My husband tells me that our bathroom scale has sent us an email informing that its batteries need replacing. This is when I better grasp the meaning of the ‘Internet of Things’ and start thinking about the autonomy and character bestowed to technological objects. I have never felt technology as being more “conscious” than myself, but I am beginning to wonder when they have become independent entities capable of acting without manipulation or instruction. Maybe we did tell it to inform us when the battery was running low and have forgotten, though that does not extinguish the feeling that receiving an email from our bathroom scale has me spooked.
It’s the narrative of at least one Disney movie and dozens of sci-fi / horror books and films. The story of Pygmalion and Galatea where man falls in love with his own creation and wishes it to life. In Greek mythology the tale ends happily. In movies like Prometheus and Ex Machina, not quite. The outcome hangs in balance when it comes to humans and technology. Hawking thinks artificial intelligence could end humanity. Elon Musk anticipates it sooner. But before we get to a world run by robots, we have to start somewhere.
The question I am asking is why does popular culture glorify technology to the extent that it does? And when I refer to ‘technology’ I mean the aura of its topic as well as its physical by-products. We are in awe of what technology can do. We put it on a pedestal. We worship it. To the extent that we downplay our role as its maker.

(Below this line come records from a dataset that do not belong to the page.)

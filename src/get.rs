//! Catalog item lookup.
//!
//! Finds items in a published catalog by id or by name. Used by the
//! `catalog get` CLI command.

use anyhow::{bail, Result};
use std::path::Path;

use crate::catalog;
use crate::models::FoodItem;

/// Items matching `query`: the item whose id equals it, otherwise every
/// item whose name matches case-insensitively.
pub fn find_items(items: &[FoodItem], query: &str) -> Vec<FoodItem> {
    if let Some(item) = items.iter().find(|i| i.id == query) {
        return vec![item.clone()];
    }

    let needle = query.trim().to_lowercase();
    items
        .iter()
        .filter(|i| i.name.trim().to_lowercase() == needle)
        .cloned()
        .collect()
}

/// CLI entry point: looks up `query` and prints each match to stdout.
pub fn run_get(path: &Path, query: &str) -> Result<()> {
    let items: Vec<FoodItem> = catalog::load(path)?.into_values().collect();
    let matches = find_items(&items, query);
    if matches.is_empty() {
        bail!("item not found: {}", query);
    }

    for item in &matches {
        print_item(item);
    }
    Ok(())
}

fn print_item(item: &FoodItem) {
    println!("--- Item ---");
    println!("id:           {}", item.id);
    println!("name:         {}", item.name);
    if let Some(ref brand) = item.brand {
        println!("brand:        {}", brand);
    }
    println!("locale:       {}", item.locale);
    println!("confidence:   {}", item.confidence);
    println!("revision:     {}", item.version.revision);
    println!("content_hash: {}", item.version.content_hash);
    println!(
        "updated_at:   {}",
        item.version.updated_at.format("%Y-%m-%dT%H:%M:%SZ")
    );
    println!();

    let n = &item.nutrients_per_100g;
    println!("--- Nutrients per 100g ---");
    for (label, value) in [
        ("calories_kcal", n.calories_kcal),
        ("protein_g", n.protein_g),
        ("fat_g", n.fat_g),
        ("carbs_g", n.carbs_g),
        ("fiber_g", n.fiber_g),
        ("sugar_g", n.sugar_g),
        ("sodium_mg", n.sodium_mg),
    ] {
        match value {
            Some(v) => println!("{:<14}{}", label, v),
            None => println!("{:<14}unknown", label),
        }
    }
    println!();

    println!("--- Portions ({}) ---", item.portions.len());
    for portion in &item.portions {
        println!(
            "{}: {} {} = {} g",
            portion.description, portion.amount, portion.unit, portion.gram_weight
        );
    }
    println!();

    println!("--- Sources ({}) ---", item.sources.len());
    for source in &item.sources {
        match source.url {
            Some(ref url) => println!(
                "{} ({} {}) {}",
                source.name, source.dataset, source.version, url
            ),
            None => println!("{} ({} {})", source.name, source.dataset, source.version),
        }
    }
    println!();
}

Technological products are the result of observations in human behaviour and the outcome of group / individual intelligence. It could be an observation extrapolated, but all technology has origins in biology. It starts in the brain, with consciousness, with our ability to put two and two together. The human experience has always been the driver of what has been created. It is our desire to be more human that drives invention, not the other way around.
I’d like to think that consumers don’t care about technology. What they do care about is what it does for them. This applies to everything from smartphone apps to cryogenics. It’s always about enhancing the human experience, even if it is the experience of having something every one else covets, or the desire to wield power over death.
If you look at consumer trends you don’t have behaviour being driven by functions on a watch or data. It’s about addressing the universal conundrum of living. How to be the best version of yourself. How to be less bored. How to get what you want when you want it (at the price you’d like it). Your human experience is the Zeitgeist. Whatever is ahead, whatever will be invented, developed or adopted, will have its origins in our desire to be more “human”.
**Note: Two things that put technology in its place are: running out of power and Mother Nature.